**Extracted data entries**
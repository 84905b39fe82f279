//! Resolution driver and high-level APIs
//!
//! This crate orchestrates the per-tree resolution pipeline and exposes the
//! resolved forest to the query layer. Callers build trees elsewhere, run
//! [`resolve_forest`], then ask for sections, links, and index entries.

use anyhow::Result;
use ql_link::{IndexEntry, LinkResolver, collect_entries};
use ql_resolve::{DiagnosticSink, ResolveError};
use ql_tree::{Forest, Tree};

/// Runs every resolution pass over one tree, in dependency order.
///
/// Passes are non-fatal: each records what it could not resolve and leaves
/// the textual reference in place, so the returned diagnostics are warnings
/// about the input, not reasons to abort.
pub fn resolve_tree(tree: &mut Tree) -> Vec<ResolveError> {
    let mut sink = DiagnosticSink::new();
    ql_resolve::resolve_base_classes(tree, &mut sink);
    ql_resolve::resolve_qml_inheritance(tree, &mut sink);
    ql_resolve::resolve_cpp_class_links(tree, &mut sink);
    ql_resolve::resolve_property_functions(tree, &mut sink);
    ql_resolve::resolve_property_overrides(tree);
    ql_resolve::resolve_reimplementations(tree, &mut sink);
    ql_resolve::normalize_overloads(tree, &mut sink);
    ql_resolve::mark_undocumented_internal(tree);
    sink.into_vec()
}

/// Resolves every tree of the forest and collects all diagnostics.
pub fn resolve_forest(forest: &mut Forest) -> Vec<ResolveError> {
    let mut diagnostics = Vec::new();
    for index in 0..forest.len() {
        diagnostics.append(&mut resolve_tree(forest.tree_mut(index)));
    }
    diagnostics
}

/// Builds the full link index for a resolved forest as a JSON value.
///
/// Anchors come from one resolver instance, so collisions across trees get
/// the same disambiguation a live link resolution would see.
pub fn link_index(forest: &Forest) -> Result<serde_json::Value> {
    let mut resolver = LinkResolver::new(forest);
    let mut entries: Vec<IndexEntry> = Vec::new();
    for tree in forest.iter() {
        collect_entries(&mut resolver, tree, tree.root(), &mut entries);
    }
    Ok(serde_json::to_value(entries)?)
}
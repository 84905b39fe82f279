//! One module's entity tree and its secondary indices

use indexmap::IndexMap;
use ql_intern::{Interner, Symbol};
use ql_model::{CollectionData, Genus, Node, NodeData, NodeId, NodePool};
use rustc_hash::FxHashMap;

/// One module's tree: a node pool rooted at an unnamed namespace, plus the
/// secondary indices filled in while the tree is built.
pub struct Tree {
    interner: Interner,
    pool: NodePool,
    root: NodeId,
    groups: IndexMap<Symbol, NodeId>,
    modules: IndexMap<Symbol, NodeId>,
    /// Qualified name → UI type, for import-aware base lookup
    qml_types: FxHashMap<String, NodeId>,
    page_titles: FxHashMap<String, NodeId>,
}

impl Tree {
    /// Creates an empty tree rooted at an unnamed namespace. Trees meant to
    /// live in one forest must share the `interner`.
    pub fn new(interner: Interner) -> Self {
        let mut pool = NodePool::new();
        let root = pool.alloc(Node::new(
            interner.intern(""),
            Genus::Cpp,
            NodeData::Namespace(Default::default()),
        ));
        Self {
            interner,
            pool,
            root,
            groups: IndexMap::new(),
            modules: IndexMap::new(),
            qml_types: FxHashMap::default(),
            page_titles: FxHashMap::default(),
        }
    }

    pub fn root(&self) -> NodeId {
        self.root
    }

    pub fn interner(&self) -> &Interner {
        &self.interner
    }

    pub fn pool(&self) -> &NodePool {
        &self.pool
    }

    pub fn pool_mut(&mut self) -> &mut NodePool {
        &mut self.pool
    }

    pub fn node(&self, id: NodeId) -> &Node {
        self.pool.node(id)
    }

    pub fn node_mut(&mut self, id: NodeId) -> &mut Node {
        self.pool.node_mut(id)
    }

    /// Finds, or creates under the root, the group collection called `name`.
    pub fn find_or_create_group(&mut self, name: &str) -> NodeId {
        let symbol = self.interner.intern(name);
        if let Some(&group) = self.groups.get(&symbol) {
            return group;
        }
        let group = self.pool.alloc(Node::new(
            symbol,
            Genus::Doc,
            NodeData::Group(CollectionData::default()),
        ));
        self.pool.add_child(self.root, group);
        self.groups.insert(symbol, group);
        group
    }

    /// Finds, or creates under the root, the module collection called `name`.
    pub fn find_or_create_module(&mut self, name: &str) -> NodeId {
        let symbol = self.interner.intern(name);
        if let Some(&module) = self.modules.get(&symbol) {
            return module;
        }
        let module = self.pool.alloc(Node::new(
            symbol,
            Genus::Doc,
            NodeData::Module(CollectionData::default()),
        ));
        self.pool.add_child(self.root, module);
        self.modules.insert(symbol, module);
        module
    }

    /// Adds `member` to the group called `name`. Collections do not own
    /// their members; the member keeps its parent.
    pub fn add_to_group(&mut self, name: &str, member: NodeId) {
        let group = self.find_or_create_group(name);
        if let NodeData::Group(collection) = &mut self.pool.node_mut(group).data {
            if !collection.members.contains(&member) {
                collection.members.push(member);
            }
        }
    }

    /// Adds `member` to the module called `name`.
    pub fn add_to_module(&mut self, name: &str, member: NodeId) {
        let module = self.find_or_create_module(name);
        if let NodeData::Module(collection) = &mut self.pool.node_mut(module).data {
            if !collection.members.contains(&member) {
                collection.members.push(member);
            }
        }
    }

    pub fn group(&self, name: &str) -> Option<NodeId> {
        self.groups.get(&self.interner.intern(name)).copied()
    }

    pub fn module(&self, name: &str) -> Option<NodeId> {
        self.modules.get(&self.interner.intern(name)).copied()
    }

    /// Registers a UI type under its qualified `Module::Name` key.
    pub fn insert_qml_type(&mut self, qualified_name: &str, id: NodeId) {
        self.qml_types.insert(qualified_name.to_string(), id);
    }

    /// Looks a UI type up by its qualified `Module::Name` key.
    pub fn find_qml_type(&self, qualified_name: &str) -> Option<NodeId> {
        self.qml_types.get(qualified_name).copied()
    }

    /// Looks a UI type up by unqualified name, accepting any module.
    pub fn find_qml_type_by_name(&self, name: &str) -> Option<NodeId> {
        if let Some(id) = self.find_qml_type(name) {
            return Some(id);
        }
        let suffix = format!("::{name}");
        self.qml_types
            .iter()
            .find(|(key, _)| key.ends_with(&suffix))
            .map(|(_, &id)| id)
    }

    pub fn register_page(&mut self, title: &str, id: NodeId) {
        self.page_titles.insert(title.to_string(), id);
    }

    pub fn page_by_title(&self, title: &str) -> Option<NodeId> {
        self.page_titles.get(title).copied()
    }

    /// Depth-first path search from `start`: each path segment must name a
    /// child of the previous match, and the final match must satisfy
    /// `filter`. Returns the first hit in declaration order.
    pub fn find_node_recursive(
        &self,
        path: &[Symbol],
        start: NodeId,
        filter: impl Fn(&Node) -> bool + Copy,
    ) -> Option<NodeId> {
        let (&name, rest) = path.split_first()?;
        for &child in self.pool.children(start) {
            if self.pool.node(child).name != name {
                continue;
            }
            if rest.is_empty() {
                if filter(self.pool.node(child)) {
                    return Some(child);
                }
            } else if self.pool.node(child).is_aggregate() {
                if let Some(found) = self.find_node_recursive(rest, child, filter) {
                    return Some(found);
                }
            }
        }
        None
    }

    /// Finds the class/struct/union at `path`, searching from the root.
    pub fn find_class_node(&self, path: &[Symbol]) -> Option<NodeId> {
        self.find_node_recursive(path, self.root, Node::is_class_node)
    }

    /// Finds any node at `path` whose genus is compatible with `genus`.
    pub fn find_node(&self, path: &[Symbol], start: NodeId, genus: Genus) -> Option<NodeId> {
        self.find_node_recursive(path, start, |node| genus.matches(node.genus))
    }

    /// The `::`-joined path of `id` from the root.
    pub fn qualified_name(&self, id: NodeId) -> String {
        self.pool.qualified_name(id, &self.interner)
    }
}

**Activity**
Write down only the closing run of lines: the one containing "in declaration order." and every line after it to the end of the entries, exactly.

**Problem solution**
    /// `filter`. Returns the first hit in declaration order.
    pub fn find_node_recursive(
        &self,
        path: &[Symbol],
        start: NodeId,
        filter: impl Fn(&Node) -> bool + Copy,
    ) -> Option<NodeId> {
        let (&name, rest) = path.split_first()?;
        for &child in self.pool.children(start) {
            if self.pool.node(child).name != name {
                continue;
            }
            if rest.is_empty() {
                if filter(self.pool.node(child)) {
                    return Some(child);
                }
            } else if self.pool.node(child).is_aggregate() {
                if let Some(found) = self.find_node_recursive(rest, child, filter) {
                    return Some(found);
                }
            }
        }
        None
    }

    /// Finds the class/struct/union at `path`, searching from the root.
    pub fn find_class_node(&self, path: &[Symbol]) -> Option<NodeId> {
        self.find_node_recursive(path, self.root, Node::is_class_node)
    }

    /// Finds any node at `path` whose genus is compatible with `genus`.
    pub fn find_node(&self, path: &[Symbol], start: NodeId, genus: Genus) -> Option<NodeId> {
        self.find_node_recursive(path, start, |node| genus.matches(node.genus))
    }

    /// The `::`-joined path of `id` from the root.
    pub fn qualified_name(&self, id: NodeId) -> String {
        self.pool.qualified_name(id, &self.interner)
    }
}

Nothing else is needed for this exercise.